The Laboratory has been an active partner in several of
DOE's regional carbon sequestration partnerships. In particular, LLNL
scientists also participate in several CCS projects internationally, including
In Salah and Weyburn. LLNL has strong expertise in the subsurface elements of
geologic carbon storage, including site characterization, monitoring,
verification and accounting, geomechanical and geochemical impacts and in
simulation and risk assessment.
In addition, LLNL has extensive experience in developing regional
3D geomodels for CCS using some of the Lab’s largest supercomputers.
“To create a model of this size, LLNL will leverage work
done close to the site by the project developer, but also the 3-D models
generated for the Bay Area by the USGS, the Laboratory and others,” said Julio
Friedmann, head of the Lab’s Carbon Management Program.
Information that will be included in the model will include
boreholes from the oil and gas industry and geologic information in the
Montezuma Hills area (a small range of low-elevation hills at the northern
banks of the Sacramento River Delta in Solano County)

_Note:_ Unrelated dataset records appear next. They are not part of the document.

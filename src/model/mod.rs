//! Data model of the names index
//!
//! - [`Name`]: a parsed query name as produced by the external name parser
//! - [`IndexName`]: a deduplicated record stored in the index
//! - [`NameMatch`]: the classified result of a match
//! - [`Rank`]: full rank vocabulary with its 7 matching buckets

mod index_name;
mod name;
mod name_match;
mod rank;

pub use index_name::{IndexName, NameKey};
pub use name::{format_authorship, Authorship, Name, NameType, NomCode, ScientificName};
pub use name_match::{MatchType, NameMatch};
pub use rank::{Rank, UnknownRank};
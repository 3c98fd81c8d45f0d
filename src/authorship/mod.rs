//! Authorship comparison
//!
//! The names index only needs a yes/no/unknown answer when comparing the
//! authorship of a query with a candidate. The comparator is injected into the
//! index as a trait object, [`BasicAuthorComparator`] is the default.

mod author;
mod comparator;
mod parser;

pub use author::{normalize_team, Author};
pub use comparator::{compare_years, BasicAuthorComparator};
pub use parser::{parse_authorship, ParsedAuthorship};

use crate::model::ScientificName;

/// Three valued outcome of an authorship comparison.
#[derive(Debug, Clone, Copy, PartialEq, Eq, Hash)]
pub enum Equality {
    Equal,
    Different,
    Unknown,
}

impl Equality {
    /// Combines two partial comparisons.
    ///
    /// UNKNOWN yields to the other side, a conflict yields DIFFERENT.
    pub fn and(self, other: Equality) -> Equality {
        if self == other {
            return self;
        }
        match (self, other) {
            (Equality::Unknown, o) => o,
            (s, Equality::Unknown) => s,
            _ => Equality::Different,
        }
    }
}

/// Compares the authorship of two names.
pub trait AuthorComparator: Send + Sync {
    fn compare(&self, query: &dyn ScientificName, candidate: &dyn ScientificName) -> Equality;
}
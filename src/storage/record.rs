//! Journal record framing
//!
//! ```text
//! +------------------+
//! | Record Length    | (u32 LE, whole record incl. length and checksum)
//! +------------------+
//! | Op               | (u8)
//! +------------------+
//! | Payload          | (Record Length - 9 bytes)
//! +------------------+
//! | Checksum         | (u32 LE, CRC32 over length, op and payload)
//! +------------------+
//! ```
//!
//! The meaning of op and payload is up to the journal owner.

use super::errors::{StorageError, StorageResult};

/// Length prefix, op byte and checksum
pub const MIN_RECORD_SIZE: usize = 4 + 1 + 4;

#[derive(Debug, Clone, PartialEq, Eq)]
pub struct Record {
    pub op: u8,
    pub payload: Vec<u8>,
}

impl Record {
    pub fn new(op: u8, payload: Vec<u8>) -> Self {
        Self { op, payload }
    }

    pub fn serialize(&self) -> Vec<u8> {
        let record_length = (MIN_RECORD_SIZE + self.payload.len()) as u32;
        let mut buf = Vec::with_capacity(record_length as usize);
        buf.extend_from_slice(&record_length.to_le_bytes());
        buf.push(self.op);
        buf.extend_from_slice(&self.payload);
        let checksum = crc32fast::hash(&buf);
        buf.extend_from_slice(&checksum.to_le_bytes());
        buf
    }

    /// Deserializes the record starting at the beginning of `data`.
    ///
    /// `offset` is the position of `data` within the file and only used for
    /// error reporting. Returns the record and the number of bytes consumed.
    pub fn deserialize(data: &[u8], offset: u64) -> StorageResult<(Self, usize)> {
        if data.len() < MIN_RECORD_SIZE {
            return Err(StorageError::corruption_at_offset(
                offset,
                format!(
                    "truncated record: {} bytes remaining, minimum record size is {}",
                    data.len(),
                    MIN_RECORD_SIZE
                ),
            ));
        }

        let record_length = u32::from_le_bytes([data[0], data[1], data[2], data[3]]) as usize;
        if record_length < MIN_RECORD_SIZE {
            return Err(StorageError::corruption_at_offset(
                offset,
                format!("invalid record length: {}", record_length),
            ));
        }
        if record_length > data.len() {
            return Err(StorageError::corruption_at_offset(
                offset,
                format!(
                    "record length {} exceeds remaining file size {}",
                    record_length,
                    data.len()
                ),
            ));
        }

        let checksum_offset = record_length - 4;
        let stored = u32::from_le_bytes([
            data[checksum_offset],
            data[checksum_offset + 1],
            data[checksum_offset + 2],
            data[checksum_offset + 3],
        ]);
        let computed = crc32fast::hash(&data[..checksum_offset]);
        if computed != stored {
            return Err(StorageError::corruption_at_offset(
                offset,
                format!(
                    "checksum mismatch: computed {:08x}, stored {:08x}",
                    computed, stored
                ),
            ));
        }

        Ok((
            Self {
                op: data[4],
                payload: data[5..checksum_offset].to_vec(),
            },
            record_length,
        ))
    }
}
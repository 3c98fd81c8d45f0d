//! Store Persistence Tests
//!
//! Tests for the persistent store and its interplay with the mirror:
//! - content survives stop and restart
//! - a corrupt journal is wiped and the index reloads from the mirror
//! - a store disagreeing with the mirror is reloaded
//! - compaction is idempotent
//! - deleting a canonical name cascades to its variants

use std::fs;
use std::sync::Arc;

use nidx::authorship::BasicAuthorComparator;
use nidx::index::{persistent_index, NameIndex, NameIndexImpl};
use nidx::mirror::{FileMirror, MemoryMirror, NameMirror};
use nidx::model::{MatchType, Name, Rank};
use nidx::store::{MappedStore, NameIndexStore, JOURNAL_FILE};
use tempfile::TempDir;

// =============================================================================
// Test Utilities
// =============================================================================

fn open(dir: &TempDir, mirror: Arc<dyn NameMirror>) -> NameIndexImpl {
    let index = persistent_index(
        dir.path().join("index"),
        false,
        mirror,
        Arc::new(BasicAuthorComparator::new()),
    );
    index.start().unwrap();
    index
}

fn queries() -> Vec<Name> {
    vec![
        Name::new("Abies alba", Some(Rank::Species)).with_authorship("Mill."),
        Name::new("Abies", Some(Rank::Genus)),
        Name::new("Larus fuscus", Some(Rank::Species)).with_authorship("Linnaeus, 1758"),
        Name::new("Picea", Some(Rank::Genus)).with_authorship("A.Dietr."),
    ]
}

fn fill(index: &NameIndexImpl) -> Vec<Option<u32>> {
    queries()
        .iter()
        .map(|q| index.match_name(q, true, false).unwrap().key())
        .collect()
}

fn assert_matches(index: &NameIndexImpl, keys: &[Option<u32>]) {
    for (query, key) in queries().iter().zip(keys) {
        let m = index.match_name(query, false, false).unwrap();
        assert_eq!(m.match_type, MatchType::Exact);
        assert_eq!(&m.key(), key);
    }
}

// =============================================================================
// Restart
// =============================================================================

#[test]
fn test_content_survives_restart() {
    let temp_dir = TempDir::new().unwrap();
    let mirror: Arc<dyn NameMirror> = Arc::new(MemoryMirror::new());

    let (keys, before, created) = {
        let index = open(&temp_dir, mirror.clone());
        let keys = fill(&index);
        let before = index.all().unwrap();
        let created = index.created().unwrap();
        index.stop().unwrap();
        (keys, before, created)
    };

    let index = open(&temp_dir, mirror);
    assert_eq!(index.all().unwrap(), before);
    assert_eq!(index.created().unwrap(), created);
    assert_matches(&index, &keys);

    // the key sequence continues after the highest key
    let next = index
        .match_name(&Name::new("Pinus", Some(Rank::Genus)), true, false)
        .unwrap()
        .key()
        .unwrap();
    assert_eq!(next as usize, before.len() + 1);
}

#[test]
fn test_file_mirror_and_store_survive_restart() {
    let temp_dir = TempDir::new().unwrap();
    let mirror_path = temp_dir.path().join("mirror.dat");

    let keys = {
        let index = open(&temp_dir, Arc::new(FileMirror::open(&mirror_path, true).unwrap()));
        let keys = fill(&index);
        index.stop().unwrap();
        keys
    };

    let mirror = Arc::new(FileMirror::open(&mirror_path, true).unwrap());
    assert_eq!(mirror.count().unwrap(), 7);
    let index = open(&temp_dir, mirror);
    assert_eq!(index.size().unwrap(), 7);
    assert_matches(&index, &keys);
}

#[test]
fn test_stopped_index_is_unavailable() {
    let temp_dir = TempDir::new().unwrap();
    let index = open(&temp_dir, Arc::new(MemoryMirror::new()));
    index.stop().unwrap();
    assert!(!index.has_started());
    let err = index.match_name(&queries()[0], true, false).unwrap_err();
    assert!(err.is_unavailable());
}

// =============================================================================
// Corruption And Mirror Reload
// =============================================================================

#[test]
fn test_corrupt_journal_reloads_from_mirror() {
    let temp_dir = TempDir::new().unwrap();
    let mirror: Arc<dyn NameMirror> = Arc::new(MemoryMirror::new());
    let keys = {
        let index = open(&temp_dir, mirror.clone());
        let keys = fill(&index);
        index.stop().unwrap();
        keys
    };

    let journal = temp_dir.path().join("index").join(JOURNAL_FILE);
    let mut contents = fs::read(&journal).unwrap();
    let mid = contents.len() / 2;
    contents[mid] ^= 0xFF;
    fs::write(&journal, contents).unwrap();

    let index = open(&temp_dir, mirror.clone());
    assert_eq!(index.size().unwrap(), mirror.count().unwrap());
    assert_matches(&index, &keys);
}

#[test]
fn test_corrupt_journal_is_wiped_by_store() {
    let temp_dir = TempDir::new().unwrap();
    {
        let index = open(&temp_dir, Arc::new(MemoryMirror::new()));
        fill(&index);
        index.stop().unwrap();
    }
    let journal = temp_dir.path().join("index").join(JOURNAL_FILE);
    let mut contents = fs::read(&journal).unwrap();
    contents.truncate(contents.len() - 3);
    fs::write(&journal, contents).unwrap();

    let store = MappedStore::new(temp_dir.path().join("index"), false);
    store.start().unwrap();
    assert_eq!(store.count().unwrap(), 0);
    assert!(store.has_started());
}

#[test]
fn test_store_disagreeing_with_mirror_is_reloaded() {
    let temp_dir = TempDir::new().unwrap();
    let mirror = Arc::new(MemoryMirror::new());
    {
        let index = open(&temp_dir, mirror.clone());
        fill(&index);
        index.stop().unwrap();
    }
    // names only known to the mirror
    let mut extra = nidx::model::IndexName::from_name(&Name::new("Taxus", Some(Rank::Genus)));
    extra.key = Some(100);
    extra.canonical_id = Some(100);
    mirror.create(&extra).unwrap();

    let index = open(&temp_dir, mirror);
    assert_eq!(index.size().unwrap(), 8);
    assert_eq!(index.get(100).unwrap().unwrap().scientific_name, "Taxus");
}

// =============================================================================
// Compaction
// =============================================================================

#[test]
fn test_compact_is_idempotent() {
    let temp_dir = TempDir::new().unwrap();
    let mirror: Arc<dyn NameMirror> = Arc::new(MemoryMirror::new());
    let (keys, before) = {
        let index = open(&temp_dir, mirror.clone());
        let keys = fill(&index);
        index.compact().unwrap();
        let before = index.all().unwrap();
        index.compact().unwrap();
        assert_eq!(index.all().unwrap(), before);
        index.stop().unwrap();
        (keys, before)
    };

    let index = open(&temp_dir, mirror);
    assert_eq!(index.all().unwrap(), before);
    assert_matches(&index, &keys);
}

// =============================================================================
// Delete
// =============================================================================

#[test]
fn test_delete_canonical_cascades() {
    let temp_dir = TempDir::new().unwrap();
    let mirror: Arc<dyn NameMirror> = Arc::new(MemoryMirror::new());
    let index = open(&temp_dir, mirror.clone());
    let mill = index
        .match_name(&Name::new("Abies alba", Some(Rank::Species)).with_authorship("Mill."), true, false)
        .unwrap()
        .name
        .unwrap();
    index
        .match_name(&Name::new("Abies alba", Some(Rank::Species)).with_authorship("DC."), true, false)
        .unwrap();
    index.match_name(&Name::new("Picea", Some(Rank::Genus)), true, false).unwrap();
    assert_eq!(index.size().unwrap(), 4);

    let removed = index.delete(mill.canonical_id.unwrap()).unwrap();
    assert_eq!(removed.len(), 3);
    assert_eq!(removed[0].key, mill.canonical_id);
    assert_eq!(index.size().unwrap(), 1);
    assert_eq!(mirror.count().unwrap(), 1);
    assert!(index.by_canonical(mill.canonical_id.unwrap()).unwrap().is_none());
    index.stop().unwrap();

    let index = open(&temp_dir, mirror);
    assert_eq!(index.size().unwrap(), 1);
    let m = index
        .match_name(&Name::new("Abies alba", Some(Rank::Species)).with_authorship("Mill."), false, false)
        .unwrap();
    assert_eq!(m.match_type, MatchType::None);
}

#[test]
fn test_delete_variant_keeps_canonical() {
    let temp_dir = TempDir::new().unwrap();
    let index = open(&temp_dir, Arc::new(MemoryMirror::new()));
    let mill = index
        .match_name(&Name::new("Abies alba", Some(Rank::Species)).with_authorship("Mill."), true, false)
        .unwrap()
        .name
        .unwrap();

    let removed = index.delete(mill.key.unwrap()).unwrap();
    assert_eq!(removed.len(), 1);
    assert_eq!(index.size().unwrap(), 1);
    assert!(index.get(mill.canonical_id.unwrap()).unwrap().is_some());
    assert!(index.by_canonical(mill.canonical_id.unwrap()).unwrap().is_none());
}

#[test]
fn test_reset_empties_index_and_mirror() {
    let temp_dir = TempDir::new().unwrap();
    let mirror: Arc<dyn NameMirror> = Arc::new(MemoryMirror::new());
    let index = open(&temp_dir, mirror.clone());
    fill(&index);
    index.reset().unwrap();
    assert_eq!(index.size().unwrap(), 0);
    assert_eq!(mirror.count().unwrap(), 0);
    index.stop().unwrap();

    let index = open(&temp_dir, mirror);
    assert_eq!(index.size().unwrap(), 0);
}
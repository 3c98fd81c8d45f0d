//! Mirror persisted as a checksummed append-only file.
//!
//! Ops:
//!
//! - CREATE: IndexName JSON
//! - DELETE: keys as consecutive u32 LE
//! - TRUNCATE: empty
//!
//! Unlike the store journal a corrupt mirror file is never wiped, opening it
//! fails instead.

use std::collections::BTreeMap;
use std::path::{Path, PathBuf};
use std::sync::{Mutex, MutexGuard};

use tracing::{debug, info};

use super::errors::{MirrorError, MirrorResult};
use super::NameMirror;
use crate::model::{IndexName, NameKey};
use crate::storage::{map_file, Record, RecordReader, RecordWriter};

const OP_CREATE: u8 = 1;
const OP_DELETE: u8 = 2;
const OP_TRUNCATE: u8 = 3;

struct State {
    writer: RecordWriter,
    names: BTreeMap<NameKey, IndexName>,
}

pub struct FileMirror {
    path: PathBuf,
    state: Mutex<State>,
}

impl FileMirror {
    /// Opens or creates the mirror file, loading all names.
    pub fn open(path: impl AsRef<Path>, sync_writes: bool) -> MirrorResult<Self> {
        let path = path.as_ref().to_path_buf();
        let names = load(&path)?;
        let writer = RecordWriter::open(&path, sync_writes)?;
        info!(path = %path.display(), names = names.len(), "mirror opened");
        Ok(Self {
            path,
            state: Mutex::new(State { writer, names }),
        })
    }

    pub fn path(&self) -> &Path {
        &self.path
    }

    /// Rewrites the file with one CREATE per live name.
    pub fn compact(&self) -> MirrorResult<()> {
        let mut state = self.lock()?;
        let records = state
            .names
            .values()
            .map(|n| -> MirrorResult<Record> { Ok(Record::new(OP_CREATE, serde_json::to_vec(n)?)) })
            .collect::<MirrorResult<Vec<_>>>()?;
        state.writer.rewrite(records)?;
        debug!(path = %self.path.display(), names = state.names.len(), "mirror compacted");
        Ok(())
    }

    /// Flushes pending writes to disk.
    pub fn sync(&self) -> MirrorResult<()> {
        self.lock()?.writer.sync()?;
        Ok(())
    }

    fn lock(&self) -> MirrorResult<MutexGuard<'_, State>> {
        self.state.lock().map_err(|_| MirrorError::LockPoisoned)
    }
}

fn load(path: &Path) -> MirrorResult<BTreeMap<NameKey, IndexName>> {
    let mut names = BTreeMap::new();
    let Some(mmap) = map_file(path)? else {
        return Ok(names);
    };
    let mut reader = RecordReader::new(&mmap);
    loop {
        let offset = reader.current_offset();
        let Some(record) = reader.read_next()? else {
            break;
        };
        match record.op {
            OP_CREATE => {
                let name: IndexName =
                    serde_json::from_slice(&record.payload).map_err(|e| MirrorError::Corruption {
                        offset,
                        reason: format!("invalid index name: {}", e),
                    })?;
                if let Some(key) = name.key {
                    names.insert(key, name);
                }
            }
            OP_DELETE => {
                if record.payload.len() % 4 != 0 {
                    return Err(MirrorError::Corruption {
                        offset,
                        reason: "invalid delete payload".to_string(),
                    });
                }
                for chunk in record.payload.chunks_exact(4) {
                    names.remove(&NameKey::from_le_bytes([chunk[0], chunk[1], chunk[2], chunk[3]]));
                }
            }
            OP_TRUNCATE => names.clear(),
            op => {
                return Err(MirrorError::Corruption {
                    offset,
                    reason: format!("unknown mirror op {}", op),
                })
            }
        }
    }
    Ok(names)
}

impl NameMirror for FileMirror {
    fn count(&self) -> MirrorResult<usize> {
        Ok(self.lock()?.names.len())
    }

    fn load_all(&self) -> MirrorResult<Vec<IndexName>> {
        Ok(self.lock()?.names.values().cloned().collect())
    }

    fn create(&self, name: &IndexName) -> MirrorResult<()> {
        let key = name
            .key
            .ok_or_else(|| MirrorError::InvalidRecord(name.scientific_name.clone()))?;
        let record = Record::new(OP_CREATE, serde_json::to_vec(name)?);
        let mut state = self.lock()?;
        state.writer.append(&record)?;
        state.names.insert(key, name.clone());
        Ok(())
    }

    fn delete(&self, keys: &[NameKey]) -> MirrorResult<()> {
        if keys.is_empty() {
            return Ok(());
        }
        let payload = keys.iter().flat_map(|k| k.to_le_bytes()).collect();
        let mut state = self.lock()?;
        state.writer.append(&Record::new(OP_DELETE, payload))?;
        for key in keys {
            state.names.remove(key);
        }
        Ok(())
    }

    fn truncate(&self) -> MirrorResult<()> {
        let mut state = self.lock()?;
        state.writer.truncate()?;
        state.names.clear();
        info!(path = %self.path.display(), "mirror truncated");
        Ok(())
    }
}

#[cfg(test)]
mod tests {
    use super::*;
    use crate::model::{Name, Rank};
    use std::fs;
    use std::io::Write;
    use tempfile::TempDir;

    fn name(key: NameKey, label: &str) -> IndexName {
        let mut n = IndexName::from_name(&Name::new(label, Some(Rank::Genus)));
        n.key = Some(key);
        n.canonical_id = Some(key);
        n
    }

    #[test]
    fn test_names_survive_reopen() {
        let temp_dir = TempDir::new().unwrap();
        let path = temp_dir.path().join("mirror.dat");
        {
            let mirror = FileMirror::open(&path, false).unwrap();
            mirror.create(&name(2, "Larix")).unwrap();
            mirror.create(&name(1, "Abies")).unwrap();
            mirror.create(&name(3, "Picea")).unwrap();
            mirror.delete(&[3]).unwrap();
        }

        let mirror = FileMirror::open(&path, false).unwrap();
        let names = mirror.load_all().unwrap();
        assert_eq!(names.len(), 2);
        assert_eq!(names[0].scientific_name, "Abies");
        assert_eq!(names[1].scientific_name, "Larix");
    }

    #[test]
    fn test_truncate_survives_reopen() {
        let temp_dir = TempDir::new().unwrap();
        let path = temp_dir.path().join("mirror.dat");
        {
            let mirror = FileMirror::open(&path, false).unwrap();
            mirror.create(&name(1, "Abies")).unwrap();
            mirror.truncate().unwrap();
            mirror.create(&name(5, "Pinus")).unwrap();
        }
        let mirror = FileMirror::open(&path, false).unwrap();
        assert_eq!(mirror.count().unwrap(), 1);
    }

    #[test]
    fn test_corrupt_file_fails_to_open() {
        let temp_dir = TempDir::new().unwrap();
        let path = temp_dir.path().join("mirror.dat");
        {
            let mirror = FileMirror::open(&path, false).unwrap();
            mirror.create(&name(1, "Abies")).unwrap();
        }
        {
            let mut file = fs::OpenOptions::new().append(true).open(&path).unwrap();
            file.write_all(&[1, 2, 3]).unwrap();
        }
        match FileMirror::open(&path, false) {
            Err(MirrorError::Corruption { .. }) => {}
            other => panic!("expected corruption, got {:?}", other.map(|_| ())),
        }
    }

    #[test]
    fn test_compact_keeps_names() {
        let temp_dir = TempDir::new().unwrap();
        let path = temp_dir.path().join("mirror.dat");
        let mirror = FileMirror::open(&path, false).unwrap();
        for key in 1..=10 {
            mirror.create(&name(key, "Abies")).unwrap();
        }
        mirror.delete(&[1, 2, 3, 4, 5, 6, 7, 8]).unwrap();
        let before = fs::metadata(&path).unwrap().len();
        mirror.compact().unwrap();
        assert!(fs::metadata(&path).unwrap().len() < before);
        drop(mirror);

        let mirror = FileMirror::open(&path, false).unwrap();
        assert_eq!(mirror.count().unwrap(), 2);
    }
}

from developed oil and gas fields and wildcat exploration wells drilled prior
to 1980.
Friedmann said the laboratory has extensive experience in
the regulatory and public perception issues associated with CCS, and have
worked with policymakers, regulators, and other stakeholders at the national
and state levels on these issues. “This project is an opportunity for us to
show the nation that carbon sequestration can work at a regional level,” he
said.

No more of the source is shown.